WORK ORDER
Only the lines from the top of the data through the line containing "impl Tool for" should be duplicated, exactly as they appear.

PROVIDED DATA
---+---

// gitego (github.com/bgreenwell/gitego) is only distributed as Go source, so
// every platform builds it with `go install`.

use colored::Colorize;
use std::path::PathBuf;

use crate::installers::Tool;
use crate::installers::go::installed_version;
use crate::libs::context::InstallContext;
use crate::libs::dispatch::PlatformInstaller;
use crate::libs::lifecycle::{InstallError, InstallOutcome, Steps};
use crate::libs::shell_profile::{ensure_lines, path_export};
use crate::libs::utilities::platform::parse_lenient_version;
use crate::log_debug;
use crate::schemas::command::CommandSpec;
use crate::schemas::platform::PlatformKind;

pub struct Gitego;

const NAME: &str = "gitego";
const MODULE: &str = "github.com/bgreenwell/gitego@latest";

impl Tool for Gitego {
    fn name(&self) -> &'static str {
        NAME
    }

    fn description(&self) -> &'static str {
        "Git identity manager, built with `go install`"
    }

    fn installer_for(&self, kind: &PlatformKind) -> Option<PlatformInstaller> {
        match kind {
            PlatformKind::Unsupported(_) => None,
            _ => Some(install_with_go),
        }
    }

    fn is_present(&self, ctx: &InstallContext<'_>) -> bool {
        ctx.shell.command_exists(NAME) || installed_binary(ctx).is_some_and(|p| p.is_file())
    }
}

/// Where `go install` puts gitego: `$GOBIN`, else the first `$GOPATH` entry's
/// `bin`, else `~/go/bin`.
fn installed_binary(ctx: &InstallContext<'_>) -> Option<PathBuf> {
    let file_name = match ctx.platform.kind {
        PlatformKind::Windows | PlatformKind::GitBash => "gitego.exe",
        _ => NAME,
    };
    let bin_dir = go_env_bin_dir(ctx).or_else(|| dirs::home_dir().map(|home| home.join("go").join("bin")))?;
    Some(bin_dir.join(file_name))
}

// `go env GOBIN GOPATH` prints one value per line; GOBIN is usually empty.
fn go_env_bin_dir(ctx: &InstallContext<'_>) -> Option<PathBuf> {
    if !ctx.shell.command_exists("go") {
        return None;
    }
    let output = ctx.probe(CommandSpec::new("go").args(["env", "GOBIN", "GOPATH"]))?.stdout;
    let mut lines = output.lines().map(str::trim);
    let gobin = lines.next().unwrap_or_default();
    if !gobin.is_empty() {
        return Some(PathBuf::from(gobin));
    }
    let gopath = lines.next().filter(|p| !p.is_empty())?;
    std::env::split_paths(gopath).next().map(|first| first.join("bin"))
}

pub fn install_with_go(ctx: &InstallContext<'_>) -> Result<InstallOutcome, InstallError> {
    Steps::new(NAME)
        .guidance("`go install` puts binaries in $(go env GOPATH)/bin (usually ~/go/bin). Add it to PATH, open a new terminal and run `dev install gitego` again.")
        .run(
            || Gitego.is_present(ctx),
            || {
                require_go(ctx)?;
                ctx.run_checked(CommandSpec::new("go").args(["install", MODULE]))?;
                if !matches!(ctx.platform.kind, PlatformKind::Windows) {
                    ensure_lines(&ctx.shell_profiles(), &[path_export("$HOME/go/bin")])?;
                }
                Ok(())
            },
        )
}

// Go must be on PATH and at least the configured minimum.
fn require_go(ctx: &InstallContext<'_>) -> Result<(), InstallError> {
    let minimum = &ctx.settings.minimum_go_for_gitego;
    let Some(required) = parse_lenient_version(minimum) else {
        return Err(InstallError::prerequisite(
            &format!("a valid minimum Go version (got '{minimum}')"),
            "Fix `minimum_go_for_gitego` in the dev install config file.",
        ));
    };

    if !ctx.shell.command_exists("go") {
        return Err(InstallError::prerequisite(
            &format!("Go {minimum} or newer"),
            "Run `dev install go` first, then open a new terminal.",
        ));
    }

    match installed_version(ctx) {
        Some(found) if found >= required => {
            log_debug!("[Gitego Installer] Go {} satisfies >= {}", found.to_string().green(), required);
            Ok(())
        }
        Some(found) => Err(InstallError::prerequisite(
            &format!("Go {minimum} or newer (found {found})"),
            "Upgrade Go with `dev install go` or your package manager.",
        )),
        None => Err(InstallError::prerequisite(
            &format!("Go {minimum} or newer"),
            "`go version` did not report a version; reinstall Go with `dev install go`.",
        )),
    }
}

#[cfg(test)]
mod tests {
    use super::*;
    use crate::libs::test_support::{FakeFetcher, FakeShell, context, platform, sandboxed_settings};
    use crate::schemas::settings::Settings;

    #[test]
    fn old_go_is_a_missing_prerequisite() {
        let shell = FakeShell::new()
            .with_command("go")
            .respond("go version", 0, "go version go1.22.5 linux/amd64");
        let fetcher = FakeFetcher::new();
        let settings = Settings::default();
        let ctx = context(platform("ubuntu", "x86_64", "apt"), &shell, &fetcher, &settings);

        match Gitego.install(&ctx).unwrap() {
            InstallOutcome::Failed(InstallError::PrerequisiteMissing { prerequisite, .. }) => {
                assert!(prerequisite.contains("1.24"));
                assert!(prerequisite.contains("1.22.5"));
            }
            other => panic!("unexpected outcome: {other:?}"),
        }
        assert!(!shell.ran("go install"));
    }

    #[test]
    fn missing_go_is_a_missing_prerequisite() {
        let shell = FakeShell::new();
        let fetcher = FakeFetcher::new();
        let settings = Settings::default();
        let ctx = context(platform("macos", "arm64", "brew"), &shell, &fetcher, &settings);

        assert!(matches!(
            Gitego.install(&ctx).unwrap(),
            InstallOutcome::Failed(InstallError::PrerequisiteMissing { .. })
        ));
        assert!(shell.calls().is_empty());
    }

    #[test]
    fn recent_go_runs_go_install() {
        let dir = tempfile::tempdir().unwrap();
        let settings = sandboxed_settings(dir.path());
        let shell = FakeShell::new()
            .with_command("go")
            .respond("go version", 0, "go version go1.24.4 linux/amd64")
            .provides("go install github.com/bgreenwell/gitego@latest", "gitego");
        let fetcher = FakeFetcher::new();
        let ctx = context(platform("amazon_linux", "x86_64", "dnf"), &shell, &fetcher, &settings);

        assert!(matches!(Gitego.install(&ctx).unwrap(), InstallOutcome::Installed));
        assert_eq!(shell.count("go install"), 1);
        let profile = std::fs::read_to_string(dir.path().join(".bashrc")).unwrap();
        assert!(profile.contains("$HOME/go/bin"));
    }

    #[test]
    fn failing_go_install_surfaces_output() {
        let dir = tempfile::tempdir().unwrap();
        let settings = sandboxed_settings(dir.path());
        let shell = FakeShell::new()
            .with_command("go")
            .respond("go version", 0, "go version go1.25.0 darwin/arm64")
            .respond("go install", 1, "go: module lookup disabled by GOPROXY=off");
        let fetcher = FakeFetcher::new();
        let ctx = context(platform("macos", "arm64", "brew"), &shell, &fetcher, &settings);

        match Gitego.install(&ctx).unwrap() {
            InstallOutcome::Failed(InstallError::CommandFailed { command, output }) => {
                assert_eq!(command, "go install github.com/bgreenwell/gitego@latest");
                assert!(output.contains("GOPROXY=off"));
            }
            other => panic!("unexpected outcome: {other:?}"),
        }
    }

    #[test]
    fn rerun_finds_gitego_in_gopath_bin() {
        let dir = tempfile::tempdir().unwrap();
        let settings = sandboxed_settings(dir.path());
        let gopath = dir.path().join("go");
        std::fs::create_dir_all(gopath.join("bin")).unwrap();
        std::fs::write(gopath.join("bin").join("gitego"), b"#!/bin/sh\n").unwrap();
        // gitego exists but the shell's PATH does not include GOPATH/bin yet.
        let shell = FakeShell::new()
            .with_command("go")
            .respond("go env GOBIN GOPATH", 0, &format!("\n{}\n", gopath.display()))
            .respond("go version", 0, "go version go1.24.4 linux/amd64");
        let fetcher = FakeFetcher::new();
        let ctx = context(platform("ubuntu", "x86_64", "apt"), &shell, &fetcher, &settings);

        assert!(matches!(Gitego.install(&ctx).unwrap(), InstallOutcome::AlreadyInstalled));
        assert!(!shell.ran("go install"));
    }

    #[test]
    fn gobin_takes_precedence_over_gopath() {
        let shell = FakeShell::new()
            .with_command("go")
            .respond("go env GOBIN GOPATH", 0, "/opt/gobin\n/home/dev/go\n");
        let fetcher = FakeFetcher::new();
        let settings = Settings::default();
        let ctx = context(platform("fedora", "x86_64", "dnf"), &shell, &fetcher, &settings);

        assert_eq!(installed_binary(&ctx), Some(PathBuf::from("/opt/gobin/gitego")));
    }

    #[test]
    fn every_known_platform_is_eligible() {
        for kind in ["macos", "ubuntu", "rhel", "windows", "gitbash"] {
            assert!(Gitego.is_eligible(&platform(kind, "x86_64", "x")), "{kind}");
        }
        assert!(!Gitego.is_eligible(&platform("haiku", "x86_64", "none")));
    }
}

---+---

EXERCISE RESULT
// gitego (github.com/bgreenwell/gitego) is only distributed as Go source, so
// every platform builds it with `go install`.

use colored::Colorize;
use std::path::PathBuf;

use crate::installers::Tool;
use crate::installers::go::installed_version;
use crate::libs::context::InstallContext;
use crate::libs::dispatch::PlatformInstaller;
use crate::libs::lifecycle::{InstallError, InstallOutcome, Steps};
use crate::libs::shell_profile::{ensure_lines, path_export};
use crate::libs::utilities::platform::parse_lenient_version;
use crate::log_debug;
use crate::schemas::command::CommandSpec;
use crate::schemas::platform::PlatformKind;

pub struct Gitego;

const NAME: &str = "gitego";
const MODULE: &str = "github.com/bgreenwell/gitego@latest";

impl Tool for Gitego {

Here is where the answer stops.